The boundaries between the physical world and pure information processes, however, are often fuzzy. Real computers operate in the physical world: they obtain input through physical means (e.g., a user pressing a key on a keyboard that produces an electrical impulse), and produce physical outputs (e.g., an image displayed on a screen). By focusing on abstract information, instead of the physical ways of representing and manipulating information, we simplify computation to its essence to better enable understanding and reasoning.

A procedure is a description of a process. A simple process can be described just by listing the steps. The list of steps is the procedure; the act of following them is the process. A procedure that can be followed without any thought is called a mechanical procedure. An algorithm is a mechanical procedure that is guaranteed to eventually finish.

For example, here is a procedure for making coffee, adapted from the actual directions that come with a major coffeemaker:

A mathematician is a machine for turning coffee into theorems.
Attributed to Paul Erdös

  1. Lift and open the coffeemaker lid.

  2. Place a basket-type filter into the filter basket.

  3. Add the desired amount of coffee and shake to level the coffee.

  4. Fill the decanter with cold, fresh water to the desired capacity.

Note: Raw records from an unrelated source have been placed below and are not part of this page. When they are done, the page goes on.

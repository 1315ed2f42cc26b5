mod config;

use std::sync::Arc;

use tracing::info;

use warbler_api::session::SessionConfig;
use warbler_api::{AppState, AppStateInner};

use crate::config::Config;

#[tokio::main]
async fn main() -> anyhow::Result<()> {
    // Load .env if present
    let _ = dotenvy::dotenv();

    // Init logging
    tracing_subscriber::fmt()
        .with_env_filter(
            tracing_subscriber::EnvFilter::try_from_default_env().unwrap_or_else(|_| {
                "warbler=debug,warbler_api=debug,warbler_db=info,tower_http=debug".into()
            }),
        )
        .init();

    let config = Config::from_env()?;

    // Init database
    let db = warbler_db::Database::open(&config.db_path)?;

    let state: AppState = Arc::new(AppStateInner {
        db,
        session: SessionConfig::new(config.secret_key, config.session_ttl),
    });

    let app = warbler_api::router(state);

    info!("Warbler listening on {}", config.addr);

    let listener = tokio::net::TcpListener::bind(config.addr).await?;
    axum::serve(listener, app)
        .with_graceful_shutdown(shutdown_signal())
        .await?;

    Ok(())
}

async fn shutdown_signal() {
    let ctrl_c = tokio::signal::ctrl_c();
    #[cfg(unix)]
    {
        let mut sigterm =
            tokio::signal::unix::signal(tokio::signal::unix::SignalKind::terminate())
                .expect("failed to install SIGTERM handler");
        tokio::select! {
            _ = ctrl_c => info!("Received Ctrl+C, shutting down..."),
            _ = sigterm.recv() => info!("Received SIGTERM, shutting down..."),
        }
    }
    #[cfg(not(unix))]
    {
        ctrl_c.await.ok();
        info!("Received Ctrl+C, shutting down...");
    }
}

  5. Pour the water into the water reservoir.

  6. Close the lid.

  7. Place the empty decanter on the warming plate.

  8. Press the ON button.

Describing processes by just listing steps like this has many limitations. First, natural languages are very imprecise and ambiguous. Following the steps correctly requires knowing lots of unstated assumptions. For example, step three assumes the operator understands the difference between coffee grounds and finished coffee, and can infer that this use of “coffee” refers to coffee grounds since the end goal of this process is to make drinkable coffee. Other steps assume the coffeemaker is plugged in and sitting on a flat surface.

One could, of course, add lots more details to our procedure and make the language more precise than this. Even when a lot of effort is put into writing precisely and clearly, however, natural languages such as English are inherently ambiguous. This is why the United States tax code is 3.4 million words long, but lawyers can still spend years arguing over what it really means.

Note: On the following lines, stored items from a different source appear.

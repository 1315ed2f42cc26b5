pub mod auth;
pub mod error;
pub mod forms;
pub mod likes;
pub mod messages;
pub mod middleware;
pub mod routes;
pub mod session;
pub mod users;
mod views;

pub use auth::{AppState, AppStateInner};
pub use routes::router;
use chrono::{DateTime, Utc};
use serde::{Deserialize, Serialize};

/// Account as seen by its owner. Never carries the password hash.
#[derive(Debug, Clone, Serialize, Deserialize)]
pub struct User {
    pub id: i64,
    pub username: String,
    pub email: String,
    pub image_url: String,
    pub header_image_url: String,
    pub bio: Option<String>,
    pub location: Option<String>,
}

/// Public face of a user, used in listings, feeds and profile pages.
#[derive(Debug, Clone, Serialize, Deserialize)]
pub struct UserSummary {
    pub id: i64,
    pub username: String,
    pub image_url: String,
    pub header_image_url: String,
    pub bio: Option<String>,
    pub location: Option<String>,
}

/// A warble, joined with its author and like state.
#[derive(Debug, Clone, Serialize, Deserialize)]
pub struct Message {
    pub id: i64,
    pub text: String,
    pub timestamp: DateTime<Utc>,
    pub author_id: i64,
    pub author_username: String,
    pub author_image_url: String,
    pub like_count: u64,
    /// Whether the viewing user has liked this message.
    pub liked: bool,
}

/// One-shot notice queued in the session and shown by the next view.
#[derive(Debug, Clone, PartialEq, Eq, Serialize, Deserialize)]
pub struct Flash {
    pub category: String,
    pub message: String,
}

impl Flash {
    pub fn new(category: &str, message: impl Into<String>) -> Self {
        Self {
            category: category.to_string(),
            message: message.into(),
        }
    }
}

Another problem with this way of describing a procedure is that the size of the description is proportional to the number of steps in the process. This is fine for simple processes that can be executed by humans in a reasonable amount of time, but the processes we want to execute on computers involve trillions of steps. This means we need more efficient ways to describe them than just listing each step one-by-one.

People have been developing procedures for thousands of years. For example, in Elements (300 BC), Euclid describes a procedure for computing the greatest common divisor of two numbers. The full procedure is not important to understand here, but what is relevant is how he described it:

To program computers, we need tools that allow us to describe processes precisely and succinctly. Since the procedures are carried out by a machine, every step needs to be described; we cannot rely on the operator having “common sense” (for example, to know how to fill the coffeemaker with water without explaining that water comes from a faucet, and how to turn the faucet on). Instead, we need mechanical procedures that can be followed without any thinking.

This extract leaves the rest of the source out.